A few basic observations:

  • From a long-term perspective, there have been many large sharp spikes in inflation throughout the entire period. Inflation has been a persistently recurring concern.
  • From roughly 1872-1940, there were extreme swings between both high inflation and high deflation. Of course, this was also when the dollar was (mostly) on the gold standard.
  • From roughly 1950 onward, the rolling 10-year average for inflation has still varied from ~2% to ~9% annually. Given our current low 10-year average, inflation could continue to be elevated for many years and not look out of place on this chart.

My primary takeaway is to always stay mindful of long-term inflation risk. I don’t know what inflation will be next month or next year, but I am confident that it’s coming sooner or later. Some applications (my opinion):

  • The 30-year fixed rate mortgage continues to be a great inflation hedge. (Even at high interest rates, that might soon result in lower prices.) As long as you lock in a monthly payment that you can comfortably afford and plan to stay a while, your monthly mortgage payment will only effectively get cheaper over time as inflation eats away at it. If rates drop, you can refinance. If rates rise, you can keep it forever and even rent the property out if you move, as high rates means inflation likely boosted rents while your mortgage payment stayed the same.
  • On the flip side, according to Macrotrends, the a 30-year Treasury bond yielded only 1% a year back in 2020. Long-term nominal bonds became a popular portfolio diversifier while rates were dropping (performance chasing), but in reality they became a ticking inflation bomb.
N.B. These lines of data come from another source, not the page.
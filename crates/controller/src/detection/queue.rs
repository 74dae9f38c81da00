// SPDX-License-Identifier: BUSL-1.1
// Copyright (c) 2026 Alfred Jean LLC

//! Bounded priority queue feeding the inference worker threads.
//!
//! Keyed by `(priority, enqueue sequence)`: lower priority value first,
//! oldest first within a priority. A full queue admits a HIGH/CRITICAL
//! request only by evicting a strictly lower-priority pending request.

use std::collections::BTreeMap;
use std::sync::{Condvar, Mutex, MutexGuard};
use std::time::{Duration, Instant};

use tokio::sync::oneshot;

use crate::error::DetectionError;
use crate::hal::Frame;
use crate::types::{FrameAnalysis, ProcessingPriority};

/// A request waiting for a worker.
pub struct QueuedRequest {
    pub request_id: uuid::Uuid,
    pub frame: Frame,
    pub frame_hash: String,
    pub priority: ProcessingPriority,
    pub enqueued_at: Instant,
    pub deadline: Duration,
    pub reply: oneshot::Sender<Result<FrameAnalysis, DetectionError>>,
}

#[derive(Debug, Clone, Copy, PartialEq, Eq, PartialOrd, Ord)]
struct QueueKey {
    priority: u8,
    seq: u64,
}

#[derive(Default)]
struct Inner {
    map: BTreeMap<QueueKey, QueuedRequest>,
    seq: u64,
    closed: bool,
}

#[derive(Debug, PartialEq, Eq)]
pub enum PushError {
    /// Queue full and the request could not evict anything.
    Full,
    /// The queue is shutting down.
    Closed,
}

pub struct RequestQueue {
    inner: Mutex<Inner>,
    available: Condvar,
    capacity: usize,
}

impl RequestQueue {
    pub fn new(capacity: usize) -> Self {
        Self { inner: Mutex::new(Inner::default()), available: Condvar::new(), capacity }
    }

    fn lock(&self) -> MutexGuard<'_, Inner> {
        // A poisoned lock only means a worker died mid-pop; the queue data
        // is still consistent.
        self.inner.lock().unwrap_or_else(|e| e.into_inner())
    }

    /// Enqueue a request. When full, a HIGH/CRITICAL request evicts the
    /// lowest-priority pending request iff that request's priority value is
    /// strictly greater than the new one's.
    pub fn push(&self, request: QueuedRequest) -> Result<(), PushError> {
        let mut inner = self.lock();
        if inner.closed {
            return Err(PushError::Closed);
        }
        if inner.map.len() >= self.capacity {
            let victim_key = match inner.map.last_key_value() {
                Some((key, _))
                    if request.priority.may_evict()
                        && key.priority > request.priority.value() =>
                {
                    *key
                }
                _ => return Err(PushError::Full),
            };
            if let Some(victim) = inner.map.remove(&victim_key) {
                let _ = victim.reply.send(Err(DetectionError::Evicted));
            }
        }

        inner.seq += 1;
        let key = QueueKey { priority: request.priority.value(), seq: inner.seq };
        inner.map.insert(key, request);
        drop(inner);
        self.available.notify_one();
        Ok(())
    }

    /// Blocking pop for worker threads. Returns `None` on timeout or when
    /// the queue has closed and drained.
    pub fn pop_blocking(&self, timeout: Duration) -> Option<QueuedRequest> {
        let mut inner = self.lock();
        let deadline = Instant::now() + timeout;
        loop {
            if let Some((&key, _)) = inner.map.first_key_value() {
                return inner.map.remove(&key);
            }
            if inner.closed {
                return None;
            }
            let remaining = deadline.saturating_duration_since(Instant::now());
            if remaining.is_zero() {
                return None;
            }
            let (guard, result) = self
                .available
                .wait_timeout(inner, remaining)
                .unwrap_or_else(|e| e.into_inner());
            inner = guard;
            if result.timed_out() && inner.map.is_empty() {
                return None;
            }
        }
    }

    /// Close the queue, failing every pending request.
    pub fn close(&self) {
        let mut inner = self.lock();
        inner.closed = true;
        let pending = std::mem::take(&mut inner.map);
        drop(inner);
        for (_, request) in pending {
            let _ = request.reply.send(Err(DetectionError::Cancelled));
        }
        self.available.notify_all();
    }

    pub fn len(&self) -> usize {
        self.lock().map.len()
    }

    pub fn is_empty(&self) -> bool {
        self.len() == 0
    }

    pub fn is_closed(&self) -> bool {
        self.lock().closed
    }
}

#[cfg(test)]
#[path = "queue_tests.rs"]
mod tests;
I’m still avoiding long-term nominal bonds today.
  • A lifetime annuity has definite upsides, but inflation will eat away at the spending power over what could be 30 years. Maybe you’ll get older and spend less each year anyway, but I’d still maintain other assets (like stocks) to hedge that inflation risk. I like single premium immediate annuities as a possible tool for retirement income, but not as the only or primary tool.
  • TIPS are complex yet intriguing. I’m still not sure what the best play is right now, but I am happy to keep holding them as part of my bond portfolio. I’m leaning towards moving away from ETFs and more towards a ladder of individual bonds, especially if the real rates on long-term TIPS go any higher.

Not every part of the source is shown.